Hammond admits two years to prepare for no deal
Appearing before the Treasury committee, Chancellor Philip Hammond discussed the potential impact of a ‘no deal’ Brexit and what preparations the Treasury and other government departments were making to reduce the impact on taxpayers
6 Dec 2018
When questioned about domestic preparations being made for the range of possible Brexit outcomes, Hammond said that a number of government departments, including HMRC, were taking steps to cover as many contingencies as possible. He noted that on 4 December 2018, ‘HMRC wrote to the 145,000 businesses who currently only trade with the EU and who therefore do not necessarily have an experience in dealing with export documentation or procedures’, explaining what they would need to do to ensure the continued flow of imports and exports. However, he admitted that a ‘no deal’ scenario would involve significant change.
‘If we were to end up with a WTO-type agreement with the EU, it would involve some very significant infrastructure work that would not be done in a matter of months.’ He said that it could take more than two years to develop new infrastructure, including IT systems that would be able to deal with the customs requirements of not reaching a deal.
These comments tally with those made by Jon Thompson, chief executive of HMRC, when he appeared before the committee on 21 November 2018, during which he said that an exports IT system would ‘probably take around 30 months’ to be fully operational. He said that the potential cost to businesses of failing to reach a deal would be twofold, in both administrative costs and tariffs to be paid.
He also admitted that the potential impact of a 'no deal' Brexit on the economy would be significant and that it would be difficult for the Bank of England to initiate cuts to interest rates in order to mitigate the effects. 'We would expect to see inflation rise sharply in response to a reduction in the sterling exchange rate', he said. 'The Bank's normal monetary policy response to that would be to have to tighten monetary policy, not loosen it'.
'In that scenario the Bank of England would be looking firmly at the Treasury to respond through a fiscal policy response'. He did not elaborate on whether this would involve temporary tax cuts or other measures.
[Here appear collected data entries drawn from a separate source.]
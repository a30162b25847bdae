//! Engine configuration: pattern tables and geometric thresholds.
//!
//! The multilingual phrase tables are process-wide constant data, not
//! mutable state. Modeling them as a configuration object keeps new
//! locales a data change and lets tests substitute a reduced set.

use serde::{Deserialize, Serialize};

/// Configuration for the extraction engine.
#[derive(Debug, Clone, Serialize, Deserialize)]
#[serde(default)]
pub struct EngineConfig {
    /// Shipping-address header phrases, one per known template language.
    /// Matched accent- and spacing-insensitively.
    pub shipping_headers: Vec<String>,

    /// Known destination countries with their per-language variants.
    pub countries: Vec<Country>,

    /// Unit words marking a quantity (e.g. "120 PCS").
    pub unit_words: Vec<String>,

    /// Label phrases excluded when picking the billing customer name.
    /// Matched at the start of a row.
    pub billing_label_exclusions: Vec<String>,

    /// Legal-boilerplate phrases excluded from the billing panel.
    /// Matched anywhere in a row.
    pub legal_exclusions: Vec<String>,

    /// Marker phrases bounding the billing panel from below.
    pub observations_markers: Vec<String>,

    /// Maximum horizontal distance (page units) between a label block
    /// and its value block on the same row.
    pub max_right_dx: f64,

    /// Minimum vertical-overlap ratio for two blocks to share a row.
    pub row_overlap: f64,
}

/// A destination country: the canonical form the engine reports plus
/// the spellings the templates use for it.
#[derive(Debug, Clone, Serialize, Deserialize)]
pub struct Country {
    /// Reported form, e.g. "ESPAÑA".
    pub canonical: String,
    /// Accepted spellings, e.g. ["ESPAÑA", "SPAIN"].
    pub variants: Vec<String>,
}

impl Country {
    fn new(canonical: &str, variants: &[&str]) -> Self {
        Self {
            canonical: canonical.to_string(),
            variants: variants.iter().map(|v| v.to_string()).collect(),
        }
    }
}

impl Default for EngineConfig {
    fn default() -> Self {
        Self {
            shipping_headers: [
                "GOODS DELIVERY ADDRESS",
                "ADRESSE LIVRAISON",
                "INDIRIZZO DI CONSEGNA",
                "DIRECCIÓN ENVÍO MERCANCÍA",
                "DIRECCION ENVIO MERCANCIA",
                "LIEFERADRESSE",
            ]
            .iter()
            .map(|h| h.to_string())
            .collect(),
            countries: vec![
                Country::new("ESPAÑA", &["ESPAÑA", "SPAIN"]),
                Country::new("ITALIA", &["ITALIA", "ITALY"]),
                Country::new("FRANCIA", &["FRANCIA", "FRANCE"]),
                Country::new("PORTUGAL", &["PORTUGAL"]),
                Country::new("RUMANIA", &["RUMANIA", "ROMANIA", "ROUMANIE"]),
                Country::new("ALEMANIA", &["ALEMANIA", "GERMANY", "ALLEMAGNE"]),
                Country::new("GRECIA", &["GRECIA", "GREECE", "GRÈCE"]),
                Country::new("POLONIA", &["POLONIA", "POLAND", "POLOGNE"]),
            ],
            unit_words: ["UND", "UNIDAD", "UNIDADES", "PCS", "PZ", "PCE"]
                .iter()
                .map(|w| w.to_string())
                .collect(),
            billing_label_exclusions: [
                "PROFORMA",
                "FECHA PEDIDO",
                "Nº PEDIDO",
                "OBSERVACIONES",
                "OBSERVACION",
            ]
            .iter()
            .map(|l| l.to_string())
            .collect(),
            legal_exclusions: vec!["Inscrita en Registro mercantil".to_string()],
            observations_markers: vec!["OBSERVACIONES".to_string()],
            max_right_dx: 900.0,
            row_overlap: 0.55,
        }
    }
}

impl EngineConfig {
    /// Load configuration from a JSON file.
    pub fn from_file(path: &std::path::Path) -> crate::Result<Self> {
        let content = std::fs::read_to_string(path)?;
        Ok(serde_json::from_str(&content)?)
    }

    /// Save configuration to a JSON file.
    pub fn save(&self, path: &std::path::Path) -> crate::Result<()> {
        let content = serde_json::to_string_pretty(self)?;
        std::fs::write(path, content)?;
        Ok(())
    }
}

#[cfg(test)]
mod tests {
    use super::*;
    use pretty_assertions::assert_eq;

    #[test]
    fn test_default_tables() {
        let cfg = EngineConfig::default();
        assert_eq!(cfg.max_right_dx, 900.0);
        assert_eq!(cfg.row_overlap, 0.55);
        assert!(cfg.shipping_headers.iter().any(|h| h == "LIEFERADRESSE"));
        let spain = cfg.countries.iter().find(|c| c.canonical == "ESPAÑA").unwrap();
        assert!(spain.variants.iter().any(|v| v == "SPAIN"));
    }

    #[test]
    fn test_from_file_missing_path() {
        let err = EngineConfig::from_file(std::path::Path::new("no-such-config.json")).unwrap_err();
        assert!(matches!(err, crate::ProfexError::Io(_)));
    }

    #[test]
    fn test_partial_json_uses_defaults() {
        let cfg: EngineConfig = serde_json::from_str(r#"{"max_right_dx": 450.0}"#).unwrap();
        assert_eq!(cfg.max_right_dx, 450.0);
        assert_eq!(cfg.row_overlap, 0.55);
        assert!(!cfg.countries.is_empty());
    }
}
//! Rule-based field extractors for proforma invoice templates.

pub mod amounts;
pub mod contacts;
pub mod dates;
pub mod identifiers;
pub mod patterns;
pub mod units;

pub use amounts::{cleanup_amount, detect_currency, find_total_amount};
pub use contacts::{billing_name, normalize_phone, shipping_fields};
pub use dates::{find_date, parse_date_token};
pub use identifiers::{
    find_order_number_from_rows, find_order_number_text, find_order_reference, same_row_right_value,
};
pub use patterns::PatternSet;
pub use units::find_units;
Given the potential political uncertainty that may arise in the 100-plus days until Britain formally leaves the EU on 29 March 2019, he did not give an exact date for the Spring Statement. As he is required to give the Office of Budget Responsibility (OBR) ten week’s notice, he said that it would be given ‘no earlier than 26 February 2019, when parliament comes back from its February recess’ and that it would be ‘sometime between the end of the February recess and the end of March’.